(Dataset entries)
•••••

use serde::Serialize;

// 统一API响应结构
#[derive(Serialize)]
pub struct ApiResponse<T> {
    pub success: bool,
    pub code: u16,
    pub message: String,
    #[serde(skip_serializing_if = "Option::is_none")]
    pub data: Option<T>,
    #[serde(skip_serializing_if = "Option::is_none")]
    pub meta: Option<ResponseMeta>,
    #[serde(skip_serializing_if = "Option::is_none")]
    pub errors: Option<Vec<ErrorDetail>>,
    /// Only populated in development mode.
    #[serde(skip_serializing_if = "Option::is_none")]
    pub stack: Option<String>,
    pub timestamp: String,
}

#[derive(Serialize, Default)]
pub struct ResponseMeta {
    #[serde(skip_serializing_if = "Option::is_none")]
    pub request_id: Option<String>,
    #[serde(skip_serializing_if = "Option::is_none")]
    pub pagination: Option<Pagination>,
    #[serde(skip_serializing_if = "Option::is_none")]
    pub total_count: Option<i64>,
}

#[derive(Serialize, Debug, PartialEq)]
pub struct Pagination {
    pub page: i64,
    pub per_page: i64,
    pub total_pages: i64,
    pub has_next: bool,
    pub has_prev: bool,
}

impl Pagination {
    pub fn new(page: i64, per_page: i64, total_count: i64) -> Self {
        let total_pages = if per_page > 0 {
            (total_count + per_page - 1) / per_page
        } else {
            0
        };
        Self {
            page,
            per_page,
            total_pages,
            has_next: page < total_pages,
            has_prev: page > 1,
        }
    }
}

#[derive(Serialize, Debug, Clone)]
pub struct ErrorDetail {
    #[serde(skip_serializing_if = "Option::is_none")]
    pub field: Option<String>,
    pub code: String,
    pub message: String,
}

// 便捷构造函数
impl<T> ApiResponse<T> {
    fn build(success: bool, code: u16, message: &str) -> Self {
        Self {
            success,
            code,
            message: message.to_string(),
            data: None,
            meta: None,
            errors: None,
            stack: None,
            timestamp: chrono::Utc::now().to_rfc3339(),
        }
    }

    fn failure(code: u16, message: &str, error_code: &str) -> Self {
        let mut response = Self::build(false, code, message);
        response.errors = Some(vec![ErrorDetail {
            field: None,
            code: error_code.to_string(),
            message: message.to_string(),
        }]);
        response
    }

    pub fn success(data: T, message: &str) -> Self {
        let mut response = Self::build(true, 200, message);
        response.data = Some(data);
        response
    }

    pub fn success_with_meta(data: T, message: &str, meta: ResponseMeta) -> Self {
        let mut response = Self::success(data, message);
        response.meta = Some(meta);
        response
    }

    pub fn created(data: T, message: &str) -> Self {
        let mut response = Self::build(true, 201, message);
        response.data = Some(data);
        response
    }

    pub fn ok(message: &str) -> Self {
        Self::build(true, 200, message)
    }

    pub fn error(code: u16, message: &str, errors: Vec<ErrorDetail>) -> Self {
        let mut response = Self::build(false, code, message);
        response.errors = Some(errors);
        response
    }

    pub fn validation_error(errors: Vec<ErrorDetail>) -> Self {
        Self::error(422, "Validation failed", errors)
    }

    pub fn unprocessable(message: &str) -> Self {
        Self::failure(422, message, "VALIDATION_ERROR")
    }

    pub fn unauthorized(message: &str) -> Self {
        Self::failure(401, message, "UNAUTHORIZED")
    }

    pub fn forbidden(message: &str) -> Self {
        Self::failure(403, message, "FORBIDDEN")
    }

    pub fn not_found(message: &str) -> Self {
        Self::failure(404, message, "NOT_FOUND")
    }

    pub fn not_acceptable(message: &str) -> Self {
        Self::failure(406, message, "NOT_ACCEPTABLE")
    }

    pub fn gone(message: &str) -> Self {
        Self::failure(410, message, "TOKEN_EXPIRED")
    }

    pub fn conflict(message: &str, field: Option<String>, error_code: &str) -> Self {
        let mut response = Self::build(false, 409, message);
        response.errors = Some(vec![ErrorDetail {
            field,
            code: error_code.to_string(),
            message: message.to_string(),
        }]);
        response
    }

    pub fn bad_gateway(message: &str) -> Self {
        Self::failure(502, message, "EXTERNAL_SERVICE_ERROR")
    }

    pub fn internal_error(message: &str) -> Self {
        Self::failure(500, message, "INTERNAL_ERROR")
    }

    pub fn with_stack(mut self, stack: Option<String>) -> Self {
        self.stack = stack;
        self
    }
}

// 业务错误码常量
pub mod error_codes {
    pub const USER_EMAIL_EXISTS: &str = "USER_001";
    pub const BOARD_ALREADY_MEMBER: &str = "BOARD_001";
    pub const INVITATION_PENDING: &str = "INVITATION_001";
}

•••••

* EXERCISE
The records must be reproduced in full. Nothing should differ.

* SOLVED PROBLEM
use serde::Serialize;

// 统一API响应结构
#[derive(Serialize)]
pub struct ApiResponse<T> {
    pub success: bool,
    pub code: u16,
    pub message: String,
    #[serde(skip_serializing_if = "Option::is_none")]
    pub data: Option<T>,
    #[serde(skip_serializing_if = "Option::is_none")]
    pub meta: Option<ResponseMeta>,
    #[serde(skip_serializing_if = "Option::is_none")]
    pub errors: Option<Vec<ErrorDetail>>,
    /// Only populated in development mode.
    #[serde(skip_serializing_if = "Option::is_none")]
    pub stack: Option<String>,
    pub timestamp: String,
}

#[derive(Serialize, Default)]
pub struct ResponseMeta {
    #[serde(skip_serializing_if = "Option::is_none")]
    pub request_id: Option<String>,
    #[serde(skip_serializing_if = "Option::is_none")]
    pub pagination: Option<Pagination>,
    #[serde(skip_serializing_if = "Option::is_none")]
    pub total_count: Option<i64>,
}

#[derive(Serialize, Debug, PartialEq)]
pub struct Pagination {
    pub page: i64,
    pub per_page: i64,
    pub total_pages: i64,
    pub has_next: bool,
    pub has_prev: bool,
}

impl Pagination {
    pub fn new(page: i64, per_page: i64, total_count: i64) -> Self {
        let total_pages = if per_page > 0 {
            (total_count + per_page - 1) / per_page
        } else {
            0
        };
        Self {
            page,
            per_page,
            total_pages,
            has_next: page < total_pages,
            has_prev: page > 1,
        }
    }
}

#[derive(Serialize, Debug, Clone)]
pub struct ErrorDetail {
    #[serde(skip_serializing_if = "Option::is_none")]
    pub field: Option<String>,
    pub code: String,
    pub message: String,
}

// 便捷构造函数
impl<T> ApiResponse<T> {
    fn build(success: bool, code: u16, message: &str) -> Self {
        Self {
            success,
            code,
            message: message.to_string(),
            data: None,
            meta: None,
            errors: None,
            stack: None,
            timestamp: chrono::Utc::now().to_rfc3339(),
        }
    }

    fn failure(code: u16, message: &str, error_code: &str) -> Self {
        let mut response = Self::build(false, code, message);
        response.errors = Some(vec![ErrorDetail {
            field: None,
            code: error_code.to_string(),
            message: message.to_string(),
        }]);
        response
    }

    pub fn success(data: T, message: &str) -> Self {
        let mut response = Self::build(true, 200, message);
        response.data = Some(data);
        response
    }

    pub fn success_with_meta(data: T, message: &str, meta: ResponseMeta) -> Self {
        let mut response = Self::success(data, message);
        response.meta = Some(meta);
        response
    }

    pub fn created(data: T, message: &str) -> Self {
        let mut response = Self::build(true, 201, message);
        response.data = Some(data);
        response
    }

    pub fn ok(message: &str) -> Self {
        Self::build(true, 200, message)
    }

    pub fn error(code: u16, message: &str, errors: Vec<ErrorDetail>) -> Self {
        let mut response = Self::build(false, code, message);
        response.errors = Some(errors);
        response
    }

    pub fn validation_error(errors: Vec<ErrorDetail>) -> Self {
        Self::error(422, "Validation failed", errors)
    }

    pub fn unprocessable(message: &str) -> Self {
        Self::failure(422, message, "VALIDATION_ERROR")
    }

    pub fn unauthorized(message: &str) -> Self {
        Self::failure(401, message, "UNAUTHORIZED")
    }

    pub fn forbidden(message: &str) -> Self {
        Self::failure(403, message, "FORBIDDEN")
    }

    pub fn not_found(message: &str) -> Self {
        Self::failure(404, message, "NOT_FOUND")
    }

    pub fn not_acceptable(message: &str) -> Self {
        Self::failure(406, message, "NOT_ACCEPTABLE")
    }

    pub fn gone(message: &str) -> Self {
        Self::failure(410, message, "TOKEN_EXPIRED")
    }

    pub fn conflict(message: &str, field: Option<String>, error_code: &str) -> Self {
        let mut response = Self::build(false, 409, message);
        response.errors = Some(vec![ErrorDetail {
            field,
            code: error_code.to_string(),
            message: message.to_string(),
        }]);
        response
    }

    pub fn bad_gateway(message: &str) -> Self {
        Self::failure(502, message, "EXTERNAL_SERVICE_ERROR")
    }

    pub fn internal_error(message: &str) -> Self {
        Self::failure(500, message, "INTERNAL_ERROR")
    }

    pub fn with_stack(mut self, stack: Option<String>) -> Self {
        self.stack = stack;
        self
    }
}

// 业务错误码常量
pub mod error_codes {
    pub const USER_EMAIL_EXISTS: &str = "USER_001";
    pub const BOARD_ALREADY_MEMBER: &str = "BOARD_001";
    pub const INVITATION_PENDING: &str = "INVITATION_001";
}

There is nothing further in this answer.